*** RECORDS ***

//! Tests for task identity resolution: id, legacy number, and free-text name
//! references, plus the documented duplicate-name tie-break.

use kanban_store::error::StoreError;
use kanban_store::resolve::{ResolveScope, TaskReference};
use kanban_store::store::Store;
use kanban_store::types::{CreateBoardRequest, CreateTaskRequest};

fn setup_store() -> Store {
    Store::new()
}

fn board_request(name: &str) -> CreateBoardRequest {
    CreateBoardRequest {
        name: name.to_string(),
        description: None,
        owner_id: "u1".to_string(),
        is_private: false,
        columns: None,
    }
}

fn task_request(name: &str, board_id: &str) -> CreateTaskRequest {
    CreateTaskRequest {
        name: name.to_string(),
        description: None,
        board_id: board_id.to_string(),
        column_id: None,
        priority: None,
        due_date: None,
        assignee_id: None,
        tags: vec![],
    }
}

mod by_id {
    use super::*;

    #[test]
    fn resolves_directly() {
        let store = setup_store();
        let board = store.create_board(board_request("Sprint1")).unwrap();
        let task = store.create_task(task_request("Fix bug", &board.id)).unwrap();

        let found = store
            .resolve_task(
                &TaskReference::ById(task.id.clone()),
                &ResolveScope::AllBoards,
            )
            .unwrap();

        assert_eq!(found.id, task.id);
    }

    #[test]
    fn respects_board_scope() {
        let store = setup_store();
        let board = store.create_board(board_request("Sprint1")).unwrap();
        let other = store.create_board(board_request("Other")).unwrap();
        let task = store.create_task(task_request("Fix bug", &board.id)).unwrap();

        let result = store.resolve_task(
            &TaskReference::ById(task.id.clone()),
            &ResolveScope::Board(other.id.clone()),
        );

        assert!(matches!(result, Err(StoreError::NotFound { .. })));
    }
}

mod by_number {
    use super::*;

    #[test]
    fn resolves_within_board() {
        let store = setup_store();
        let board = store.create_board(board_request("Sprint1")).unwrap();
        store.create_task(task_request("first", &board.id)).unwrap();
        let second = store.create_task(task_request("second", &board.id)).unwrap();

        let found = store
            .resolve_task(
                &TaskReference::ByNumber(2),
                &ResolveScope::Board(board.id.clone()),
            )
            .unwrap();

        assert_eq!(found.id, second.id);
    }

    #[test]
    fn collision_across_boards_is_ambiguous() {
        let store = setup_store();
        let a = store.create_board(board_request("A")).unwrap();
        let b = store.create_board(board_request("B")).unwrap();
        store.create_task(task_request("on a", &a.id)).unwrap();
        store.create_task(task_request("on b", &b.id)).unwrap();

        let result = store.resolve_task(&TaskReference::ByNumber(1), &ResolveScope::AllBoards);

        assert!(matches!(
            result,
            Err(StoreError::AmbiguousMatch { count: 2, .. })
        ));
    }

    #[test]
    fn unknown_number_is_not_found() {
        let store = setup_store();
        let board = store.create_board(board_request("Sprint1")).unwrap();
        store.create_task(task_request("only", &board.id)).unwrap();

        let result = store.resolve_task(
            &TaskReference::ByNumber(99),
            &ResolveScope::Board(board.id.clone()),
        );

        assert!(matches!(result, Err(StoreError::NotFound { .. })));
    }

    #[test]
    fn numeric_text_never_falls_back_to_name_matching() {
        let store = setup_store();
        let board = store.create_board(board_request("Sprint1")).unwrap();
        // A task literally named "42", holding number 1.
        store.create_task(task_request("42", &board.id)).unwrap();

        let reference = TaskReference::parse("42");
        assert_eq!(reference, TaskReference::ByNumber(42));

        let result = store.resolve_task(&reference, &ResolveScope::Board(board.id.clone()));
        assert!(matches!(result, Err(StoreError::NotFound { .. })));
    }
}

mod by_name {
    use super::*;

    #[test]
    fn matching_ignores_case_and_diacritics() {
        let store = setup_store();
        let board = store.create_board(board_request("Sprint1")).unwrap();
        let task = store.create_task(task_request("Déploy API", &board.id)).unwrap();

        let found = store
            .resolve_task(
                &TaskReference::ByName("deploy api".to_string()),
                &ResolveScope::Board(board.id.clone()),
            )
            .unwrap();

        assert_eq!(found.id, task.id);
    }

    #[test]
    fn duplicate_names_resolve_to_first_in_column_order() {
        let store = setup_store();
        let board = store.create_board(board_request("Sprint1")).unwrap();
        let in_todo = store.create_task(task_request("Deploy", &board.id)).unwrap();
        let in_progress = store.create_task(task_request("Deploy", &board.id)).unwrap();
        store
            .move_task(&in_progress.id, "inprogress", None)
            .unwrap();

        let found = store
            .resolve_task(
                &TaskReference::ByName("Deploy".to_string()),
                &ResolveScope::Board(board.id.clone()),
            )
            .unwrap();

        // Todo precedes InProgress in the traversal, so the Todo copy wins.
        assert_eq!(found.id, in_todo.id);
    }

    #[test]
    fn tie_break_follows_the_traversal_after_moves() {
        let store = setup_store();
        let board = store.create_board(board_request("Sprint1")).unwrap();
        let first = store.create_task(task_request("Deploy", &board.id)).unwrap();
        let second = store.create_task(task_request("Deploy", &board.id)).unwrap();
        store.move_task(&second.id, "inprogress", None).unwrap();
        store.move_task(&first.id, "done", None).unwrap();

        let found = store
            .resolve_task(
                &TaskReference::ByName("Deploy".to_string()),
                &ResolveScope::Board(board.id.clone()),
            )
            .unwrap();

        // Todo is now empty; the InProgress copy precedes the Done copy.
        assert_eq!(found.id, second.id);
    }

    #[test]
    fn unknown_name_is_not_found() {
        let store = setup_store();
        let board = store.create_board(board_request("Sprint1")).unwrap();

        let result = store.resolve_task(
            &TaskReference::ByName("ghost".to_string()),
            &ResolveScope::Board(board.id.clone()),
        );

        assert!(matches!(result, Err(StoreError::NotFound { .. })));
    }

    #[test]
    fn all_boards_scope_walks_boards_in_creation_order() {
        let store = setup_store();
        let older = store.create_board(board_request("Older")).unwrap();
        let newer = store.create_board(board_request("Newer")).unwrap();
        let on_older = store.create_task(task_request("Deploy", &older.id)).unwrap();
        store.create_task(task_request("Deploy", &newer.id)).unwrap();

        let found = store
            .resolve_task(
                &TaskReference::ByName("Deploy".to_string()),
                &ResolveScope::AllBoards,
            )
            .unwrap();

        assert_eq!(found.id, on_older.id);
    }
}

*** End of RECORDS ***
*** RECORDS ***

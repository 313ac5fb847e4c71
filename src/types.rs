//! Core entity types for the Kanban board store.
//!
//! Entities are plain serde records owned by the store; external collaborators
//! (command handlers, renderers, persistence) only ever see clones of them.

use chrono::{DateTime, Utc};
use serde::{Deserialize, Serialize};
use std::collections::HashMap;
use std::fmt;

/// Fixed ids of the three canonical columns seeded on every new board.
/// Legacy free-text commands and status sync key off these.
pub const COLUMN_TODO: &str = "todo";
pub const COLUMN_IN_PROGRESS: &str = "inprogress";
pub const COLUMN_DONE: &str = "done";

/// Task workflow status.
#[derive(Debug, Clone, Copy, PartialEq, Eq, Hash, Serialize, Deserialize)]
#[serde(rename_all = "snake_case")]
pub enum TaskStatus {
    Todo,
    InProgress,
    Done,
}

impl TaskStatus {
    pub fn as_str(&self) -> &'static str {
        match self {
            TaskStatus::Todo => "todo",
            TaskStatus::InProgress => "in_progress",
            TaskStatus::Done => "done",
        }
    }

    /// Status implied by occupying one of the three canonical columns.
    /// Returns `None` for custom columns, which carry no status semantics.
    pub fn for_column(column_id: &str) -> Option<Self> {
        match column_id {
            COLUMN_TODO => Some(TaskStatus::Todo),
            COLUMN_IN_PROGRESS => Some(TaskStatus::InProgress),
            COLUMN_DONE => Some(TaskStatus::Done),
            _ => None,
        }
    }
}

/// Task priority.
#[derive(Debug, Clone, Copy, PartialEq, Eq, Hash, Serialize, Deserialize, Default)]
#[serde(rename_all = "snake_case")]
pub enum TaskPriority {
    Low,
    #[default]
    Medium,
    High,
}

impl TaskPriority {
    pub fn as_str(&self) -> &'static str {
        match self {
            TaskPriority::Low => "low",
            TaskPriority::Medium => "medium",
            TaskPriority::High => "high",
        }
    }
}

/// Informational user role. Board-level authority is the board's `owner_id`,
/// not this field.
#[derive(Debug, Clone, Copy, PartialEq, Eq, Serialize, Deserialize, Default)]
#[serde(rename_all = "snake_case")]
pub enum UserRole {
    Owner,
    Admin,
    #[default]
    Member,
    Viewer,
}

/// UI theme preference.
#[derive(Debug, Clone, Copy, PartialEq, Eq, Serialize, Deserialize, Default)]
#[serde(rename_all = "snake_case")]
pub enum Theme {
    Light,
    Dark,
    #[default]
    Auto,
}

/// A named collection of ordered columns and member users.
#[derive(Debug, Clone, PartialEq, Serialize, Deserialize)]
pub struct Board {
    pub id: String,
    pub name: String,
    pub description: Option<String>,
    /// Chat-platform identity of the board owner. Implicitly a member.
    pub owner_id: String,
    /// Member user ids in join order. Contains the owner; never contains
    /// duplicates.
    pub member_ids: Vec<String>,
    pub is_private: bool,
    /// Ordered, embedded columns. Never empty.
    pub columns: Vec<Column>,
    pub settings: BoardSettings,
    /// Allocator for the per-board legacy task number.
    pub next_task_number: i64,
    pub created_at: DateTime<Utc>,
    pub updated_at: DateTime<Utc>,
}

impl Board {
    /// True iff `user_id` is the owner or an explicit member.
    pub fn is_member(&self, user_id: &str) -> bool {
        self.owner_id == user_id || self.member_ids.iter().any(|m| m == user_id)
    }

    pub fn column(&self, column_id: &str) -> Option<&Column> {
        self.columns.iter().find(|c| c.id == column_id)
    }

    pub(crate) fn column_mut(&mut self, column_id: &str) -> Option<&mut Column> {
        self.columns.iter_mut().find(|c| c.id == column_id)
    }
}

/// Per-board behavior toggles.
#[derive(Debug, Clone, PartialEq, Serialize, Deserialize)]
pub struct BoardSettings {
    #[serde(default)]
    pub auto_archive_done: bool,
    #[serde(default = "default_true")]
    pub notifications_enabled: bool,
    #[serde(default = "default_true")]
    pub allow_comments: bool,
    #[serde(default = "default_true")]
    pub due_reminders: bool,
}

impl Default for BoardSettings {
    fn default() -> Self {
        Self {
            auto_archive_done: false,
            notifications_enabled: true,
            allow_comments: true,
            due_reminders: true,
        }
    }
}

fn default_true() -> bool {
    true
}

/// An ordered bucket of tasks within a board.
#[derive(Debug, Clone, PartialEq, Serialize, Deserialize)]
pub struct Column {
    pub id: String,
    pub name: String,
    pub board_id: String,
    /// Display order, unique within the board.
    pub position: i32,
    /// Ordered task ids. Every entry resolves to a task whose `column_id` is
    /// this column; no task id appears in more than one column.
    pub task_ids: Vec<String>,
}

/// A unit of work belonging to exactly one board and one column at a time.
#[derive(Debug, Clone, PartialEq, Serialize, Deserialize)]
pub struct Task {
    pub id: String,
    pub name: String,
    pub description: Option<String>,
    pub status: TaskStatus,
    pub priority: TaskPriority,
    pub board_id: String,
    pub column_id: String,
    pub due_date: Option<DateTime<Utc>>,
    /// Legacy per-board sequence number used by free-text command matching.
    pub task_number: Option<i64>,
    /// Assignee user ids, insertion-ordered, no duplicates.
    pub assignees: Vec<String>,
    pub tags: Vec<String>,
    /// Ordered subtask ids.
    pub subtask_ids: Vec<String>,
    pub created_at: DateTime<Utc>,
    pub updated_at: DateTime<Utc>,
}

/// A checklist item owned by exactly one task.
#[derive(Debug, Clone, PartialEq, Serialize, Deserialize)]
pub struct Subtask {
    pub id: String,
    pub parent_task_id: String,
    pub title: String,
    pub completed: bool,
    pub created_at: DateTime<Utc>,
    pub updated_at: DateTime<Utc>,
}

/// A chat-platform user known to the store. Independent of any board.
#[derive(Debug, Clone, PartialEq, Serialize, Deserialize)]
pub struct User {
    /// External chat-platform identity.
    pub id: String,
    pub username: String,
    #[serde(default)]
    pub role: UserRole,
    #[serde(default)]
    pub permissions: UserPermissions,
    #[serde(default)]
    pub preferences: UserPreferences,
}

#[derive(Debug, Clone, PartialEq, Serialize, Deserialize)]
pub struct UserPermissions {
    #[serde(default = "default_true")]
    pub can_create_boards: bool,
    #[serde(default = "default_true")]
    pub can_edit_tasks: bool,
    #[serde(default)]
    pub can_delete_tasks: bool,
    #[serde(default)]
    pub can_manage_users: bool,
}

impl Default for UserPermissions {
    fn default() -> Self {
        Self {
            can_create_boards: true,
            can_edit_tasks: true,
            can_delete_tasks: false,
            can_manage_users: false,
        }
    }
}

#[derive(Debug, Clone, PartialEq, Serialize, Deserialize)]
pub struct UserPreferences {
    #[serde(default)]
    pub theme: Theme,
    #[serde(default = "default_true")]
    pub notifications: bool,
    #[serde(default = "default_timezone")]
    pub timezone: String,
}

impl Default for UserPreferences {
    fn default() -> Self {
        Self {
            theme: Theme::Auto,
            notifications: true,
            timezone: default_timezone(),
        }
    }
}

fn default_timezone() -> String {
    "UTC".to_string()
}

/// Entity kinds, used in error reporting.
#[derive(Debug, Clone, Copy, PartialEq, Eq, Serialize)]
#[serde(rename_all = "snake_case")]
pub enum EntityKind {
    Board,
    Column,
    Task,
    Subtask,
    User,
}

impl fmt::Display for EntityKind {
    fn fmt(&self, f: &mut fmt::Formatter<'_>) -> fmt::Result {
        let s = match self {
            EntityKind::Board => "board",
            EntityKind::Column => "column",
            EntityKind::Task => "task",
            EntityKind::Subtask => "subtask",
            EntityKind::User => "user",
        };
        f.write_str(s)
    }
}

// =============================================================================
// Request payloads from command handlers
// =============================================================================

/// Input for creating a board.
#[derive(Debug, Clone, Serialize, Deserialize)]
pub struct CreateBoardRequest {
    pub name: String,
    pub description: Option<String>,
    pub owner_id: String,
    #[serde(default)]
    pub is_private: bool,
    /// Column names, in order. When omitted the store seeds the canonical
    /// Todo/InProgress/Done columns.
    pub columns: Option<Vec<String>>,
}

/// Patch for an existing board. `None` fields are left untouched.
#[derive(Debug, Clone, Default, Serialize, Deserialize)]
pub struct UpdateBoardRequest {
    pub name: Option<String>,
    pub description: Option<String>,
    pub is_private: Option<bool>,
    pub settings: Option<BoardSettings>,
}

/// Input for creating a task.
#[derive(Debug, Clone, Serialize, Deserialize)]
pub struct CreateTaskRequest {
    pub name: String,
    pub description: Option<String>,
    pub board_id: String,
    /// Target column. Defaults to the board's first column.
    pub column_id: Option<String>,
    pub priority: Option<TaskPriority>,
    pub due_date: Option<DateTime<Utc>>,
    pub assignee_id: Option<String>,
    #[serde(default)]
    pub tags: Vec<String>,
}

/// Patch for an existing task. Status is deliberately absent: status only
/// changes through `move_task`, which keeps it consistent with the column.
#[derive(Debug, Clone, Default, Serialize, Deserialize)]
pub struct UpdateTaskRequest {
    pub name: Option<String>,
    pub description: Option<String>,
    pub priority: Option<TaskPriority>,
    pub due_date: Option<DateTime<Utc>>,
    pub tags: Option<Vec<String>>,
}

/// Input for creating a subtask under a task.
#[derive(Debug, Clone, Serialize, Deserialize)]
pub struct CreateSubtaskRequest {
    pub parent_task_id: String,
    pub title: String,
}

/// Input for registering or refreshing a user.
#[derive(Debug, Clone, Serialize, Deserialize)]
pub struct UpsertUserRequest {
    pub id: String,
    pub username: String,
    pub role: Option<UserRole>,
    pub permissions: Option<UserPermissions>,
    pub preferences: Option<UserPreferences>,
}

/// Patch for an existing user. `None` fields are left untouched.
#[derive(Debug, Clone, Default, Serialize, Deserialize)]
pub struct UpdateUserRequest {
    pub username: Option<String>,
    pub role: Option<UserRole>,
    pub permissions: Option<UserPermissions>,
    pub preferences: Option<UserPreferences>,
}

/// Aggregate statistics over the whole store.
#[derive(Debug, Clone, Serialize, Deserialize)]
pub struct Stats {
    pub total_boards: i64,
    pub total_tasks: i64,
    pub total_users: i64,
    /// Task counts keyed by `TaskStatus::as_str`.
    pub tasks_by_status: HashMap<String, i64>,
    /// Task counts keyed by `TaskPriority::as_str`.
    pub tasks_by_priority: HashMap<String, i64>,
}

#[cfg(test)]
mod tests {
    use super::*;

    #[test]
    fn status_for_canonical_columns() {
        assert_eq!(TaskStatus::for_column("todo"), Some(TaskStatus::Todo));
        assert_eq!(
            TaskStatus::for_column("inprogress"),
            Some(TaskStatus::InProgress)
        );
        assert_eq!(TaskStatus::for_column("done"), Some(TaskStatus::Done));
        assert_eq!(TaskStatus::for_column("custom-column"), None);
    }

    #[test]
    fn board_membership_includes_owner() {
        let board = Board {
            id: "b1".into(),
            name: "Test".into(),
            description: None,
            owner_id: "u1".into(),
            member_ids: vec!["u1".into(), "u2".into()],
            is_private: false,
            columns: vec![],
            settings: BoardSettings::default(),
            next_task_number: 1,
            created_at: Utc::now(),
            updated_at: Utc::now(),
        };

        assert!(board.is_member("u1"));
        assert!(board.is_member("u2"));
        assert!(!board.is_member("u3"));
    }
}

*** End of RECORDS ***

**WORK INSTRUCTIONS:** Count the lines above that contain "handlers" and reply with the figure alone.

**EXERCISE ANSWER:** 2